**How to complete this task:**
An exact copy of the listing is what is needed; please output it in full.

**Available records:**
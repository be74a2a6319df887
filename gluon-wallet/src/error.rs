//! Wallet Errors

use gluon_reactor::{AddressError, ReactorError};
use thiserror::Error;

/// Node error fragments meaning one of the inputs is already gone.
const STALE_MARKERS: [&str; 4] = [
    "every input of the transaction should be in utxo",
    "missing inputs",
    "input not in utxo",
    "double spending",
];

/// An error from the wallet's I/O edge or the reactor core beneath it.
#[derive(Debug, Error)]
pub enum WalletError {
    /// Pricing or plan assembly failed.
    #[error(transparent)]
    Reactor(#[from] ReactorError),

    /// A snapshot the plan was built from is no longer current. Re-fetch
    /// and rebuild from scratch.
    #[error("stale state: {0}")]
    StaleState(String),

    /// A required setting is missing or malformed.
    #[error("configuration error: {0}")]
    Configuration(String),

    /// The node answered with an error status.
    #[error("node returned {status}: {message}")]
    Node { status: u16, message: String },

    /// The node could not be reached or returned malformed JSON.
    #[error("HTTP error: {0}")]
    Http(#[from] reqwest::Error),

    /// The signer refused or failed.
    #[error("signing failed: {0}")]
    Signing(String),

    #[error("invalid address: {0}")]
    Address(#[from] AddressError),

    /// No unspent box holds the requested token.
    #[error("no unspent box holds token {0}")]
    BoxNotFound(String),
}

impl WalletError {
    /// Classify a non-success node response.
    pub fn from_node_response(status: u16, body: &str) -> Self {
        if is_stale_message(body) {
            WalletError::StaleState(body.trim().to_string())
        } else {
            WalletError::Node {
                status,
                message: body.trim().to_string(),
            }
        }
    }

    /// Whether the same call may succeed if simply repeated, possibly after
    /// re-fetching state.
    pub fn is_retryable(&self) -> bool {
        match self {
            WalletError::StaleState(_) => true,
            WalletError::Http(e) => e.is_timeout() || e.is_connect(),
            WalletError::Node { status, .. } => *status >= 500,
            _ => false,
        }
    }

    pub fn is_stale(&self) -> bool {
        matches!(self, WalletError::StaleState(_))
    }
}

/// True when a node or signer message reports a spent or unknown input.
pub fn is_stale_message(message: &str) -> bool {
    let message = message.to_lowercase();
    STALE_MARKERS.iter().any(|marker| message.contains(marker))
}

#[cfg(test)]
mod tests {
    use super::*;
    use assert_matches::assert_matches;

    #[test]
    fn test_stale_classification() {
        let body = r#"{"error":400,"reason":"bad.request","detail":"Malformed transaction: Every input of the transaction should be in UTXO. Input 1a2b not found"}"#;
        assert_matches!(
            WalletError::from_node_response(400, body),
            WalletError::StaleState(_)
        );
        assert_matches!(
            WalletError::from_node_response(400, "Scripts of all transaction inputs should pass verification"),
            WalletError::Node { status: 400, .. }
        );
    }

    #[test]
    fn test_retryable() {
        assert!(WalletError::StaleState("x".into()).is_retryable());
        assert!(WalletError::Node {
            status: 503,
            message: String::new()
        }
        .is_retryable());
        assert!(!WalletError::Node {
            status: 400,
            message: String::new()
        }
        .is_retryable());
        assert!(!WalletError::Configuration("node url".into()).is_retryable());
        assert!(!WalletError::from(ReactorError::NoUserInputs).is_retryable());
    }
}
//! Gluon Wallet
//!
//! Node-facing half of the Gluon SDK: configuration, the node REST client
//! and the [`Gluon`] facade that feeds fresh box snapshots into
//! [`gluon_reactor`]. Signing is left to a [`TransactionSigner`].

pub mod commands;
pub mod config;
pub mod error;
pub mod format;
pub mod node;
pub mod reactor;

pub use config::{NodeConfig, WalletConfig};
pub use error::WalletError;
pub use node::NodeClient;
pub use reactor::{Gluon, Snapshot, TransactionSigner};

**Solution to this problem:**
repository be74a2a6319df887
filename gluon-wallet/src/error.rs
//! Wallet Errors

use gluon_reactor::{AddressError, ReactorError};
use thiserror::Error;

/// Node error fragments meaning one of the inputs is already gone.
const STALE_MARKERS: [&str; 4] = [
    "every input of the transaction should be in utxo",
    "missing inputs",
    "input not in utxo",
    "double spending",
];

/// An error from the wallet's I/O edge or the reactor core beneath it.
#[derive(Debug, Error)]
pub enum WalletError {
    /// Pricing or plan assembly failed.
    #[error(transparent)]
    Reactor(#[from] ReactorError),

    /// A snapshot the plan was built from is no longer current. Re-fetch
    /// and rebuild from scratch.
    #[error("stale state: {0}")]
    StaleState(String),

    /// A required setting is missing or malformed.
    #[error("configuration error: {0}")]
    Configuration(String),

    /// The node answered with an error status.
    #[error("node returned {status}: {message}")]
    Node { status: u16, message: String },

    /// The node could not be reached or returned malformed JSON.
    #[error("HTTP error: {0}")]
    Http(#[from] reqwest::Error),

    /// The signer refused or failed.
    #[error("signing failed: {0}")]
    Signing(String),

    #[error("invalid address: {0}")]
    Address(#[from] AddressError),

    /// No unspent box holds the requested token.
    #[error("no unspent box holds token {0}")]
    BoxNotFound(String),
}

impl WalletError {
    /// Classify a non-success node response.
    pub fn from_node_response(status: u16, body: &str) -> Self {
        if is_stale_message(body) {
            WalletError::StaleState(body.trim().to_string())
        } else {
            WalletError::Node {
                status,
                message: body.trim().to_string(),
            }
        }
    }

    /// Whether the same call may succeed if simply repeated, possibly after
    /// re-fetching state.
    pub fn is_retryable(&self) -> bool {
        match self {
            WalletError::StaleState(_) => true,
            WalletError::Http(e) => e.is_timeout() || e.is_connect(),
            WalletError::Node { status, .. } => *status >= 500,
            _ => false,
        }
    }

    pub fn is_stale(&self) -> bool {
        matches!(self, WalletError::StaleState(_))
    }
}

/// True when a node or signer message reports a spent or unknown input.
pub fn is_stale_message(message: &str) -> bool {
    let message = message.to_lowercase();
    STALE_MARKERS.iter().any(|marker| message.contains(marker))
}

#[cfg(test)]
mod tests {
    use super::*;
    use assert_matches::assert_matches;

    #[test]
    fn test_stale_classification() {
        let body = r#"{"error":400,"reason":"bad.request","detail":"Malformed transaction: Every input of the transaction should be in UTXO. Input 1a2b not found"}"#;
        assert_matches!(
            WalletError::from_node_response(400, body),
            WalletError::StaleState(_)
        );
        assert_matches!(
            WalletError::from_node_response(400, "Scripts of all transaction inputs should pass verification"),
            WalletError::Node { status: 400, .. }
        );
    }

    #[test]
    fn test_retryable() {
        assert!(WalletError::StaleState("x".into()).is_retryable());
        assert!(WalletError::Node {
            status: 503,
            message: String::new()
        }
        .is_retryable());
        assert!(!WalletError::Node {
            status: 400,
            message: String::new()
        }
        .is_retryable());
        assert!(!WalletError::Configuration("node url".into()).is_retryable());
        assert!(!WalletError::from(ReactorError::NoUserInputs).is_retryable());
    }
}
//! Gluon Wallet
//!
//! Node-facing half of the Gluon SDK: configuration, the node REST client
//! and the [`Gluon`] facade that feeds fresh box snapshots into
//! [`gluon_reactor`]. Signing is left to a [`TransactionSigner`].

pub mod commands;
pub mod config;
pub mod error;
pub mod format;
pub mod node;
pub mod reactor;

pub use config::{NodeConfig, WalletConfig};
pub use error::WalletError;
pub use node::NodeClient;
pub use reactor::{Gluon, Snapshot, TransactionSigner};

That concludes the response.